━━ SUPPLIED ENTRIES ━━

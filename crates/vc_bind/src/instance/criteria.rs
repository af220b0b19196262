use alloc::boxed::Box;
use alloc::format;
use alloc::string::String;

use foldhash::fast::FixedState;
use indexmap::IndexMap;

use crate::label::CacheLabel;
use crate::{Bind, Error, Result};

// -----------------------------------------------------------------------------
// Variable

/// A value read for a label, waiting to be stored.
pub struct Variable<'s> {
    label: &'s CacheLabel,
    value: Box<dyn Bind>,
}

impl<'s> Variable<'s> {
    #[inline]
    pub fn label(&self) -> &'s CacheLabel {
        self.label
    }

    #[inline]
    pub fn value(&self) -> &dyn Bind {
        &*self.value
    }

    #[inline]
    pub fn into_value(self) -> Box<dyn Bind> {
        self.value
    }
}

// -----------------------------------------------------------------------------
// Criteria

/// The values read for one composite element, keyed by label.
///
/// Values stay here until a constructor has been chosen; what the
/// constructor does not take is then stored through the contacts.
#[derive(Default)]
pub struct Criteria<'s> {
    variables: IndexMap<String, Variable<'s>, FixedState>,
}

impl<'s> Criteria<'s> {
    pub fn new() -> Self {
        Self {
            variables: IndexMap::with_hasher(FixedState::default()),
        }
    }

    pub fn insert(&mut self, label: &'s CacheLabel, value: Box<dyn Bind>) {
        self.variables
            .insert(String::from(label.key()), Variable { label, value });
    }

    pub fn get(&self, key: &str) -> Option<&Variable<'s>> {
        self.variables.get(key)
    }

    pub fn remove(&mut self, key: &str) -> Option<Variable<'s>> {
        self.variables.shift_remove(key)
    }

    #[inline]
    pub fn contains(&self, key: &str) -> bool {
        self.variables.contains_key(key)
    }

    #[inline]
    pub fn len(&self) -> usize {
        self.variables.len()
    }

    #[inline]
    pub fn is_empty(&self) -> bool {
        self.variables.is_empty()
    }

    /// Stores every remaining value into `object`.
    pub fn commit(self, object: &mut dyn Bind) -> Result<()> {
        for (_, variable) in self.variables {
            let contact = variable.label.contact();
            if contact.is_read_only() {
                return Err(Error::Constructor(format!(
                    "No constructor parameter took the value of {contact}"
                )));
            }
            contact.set(object, variable.value)?;
        }
        Ok(())
    }
}
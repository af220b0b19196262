#![doc = include_str!("../README.md")]
#![cfg_attr(docsrs, feature(doc_cfg))]

// -----------------------------------------------------------------------------
// Extern Self

extern crate alloc;

// Generated code refers to `::vc_bind`, which must resolve inside
// this crate's own tests and doctests.
extern crate self as vc_bind;

// -----------------------------------------------------------------------------
// Modules

pub mod class;
pub mod context;
pub mod convert;
pub mod descriptor;
pub mod filter;
pub mod instance;
pub mod label;
pub mod scan;
pub mod schema;
pub mod session;
pub mod strategy;
pub mod style;
pub mod transform;
pub mod utils;

mod error;
mod impls;
mod persister;

#[doc(hidden)]
pub mod __macro_exports;

// -----------------------------------------------------------------------------
// Top-level exports

pub use class::{Bind, Typed};
pub use error::{BoxError, Error, Result};
pub use persister::Persister;
pub use vc_bind_derive::Xml;

// -----------------------------------------------------------------------------
// Re-export crates

pub use vc_node;
#![doc = include_str!("../README.md")]
#![cfg_attr(docsrs, feature(doc_cfg))]

pub use vc_bind as bind;
pub use vc_node as node;

pub use vc_bind::{Bind, Error, Persister, Result, Typed, Xml};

━━━

→ PROBLEM STATEMENT:
Return every line of the entries above that the string "class" appears in.

→ RESULT FOR THIS TASK:
pub mod class;
pub use class::{Bind, Typed};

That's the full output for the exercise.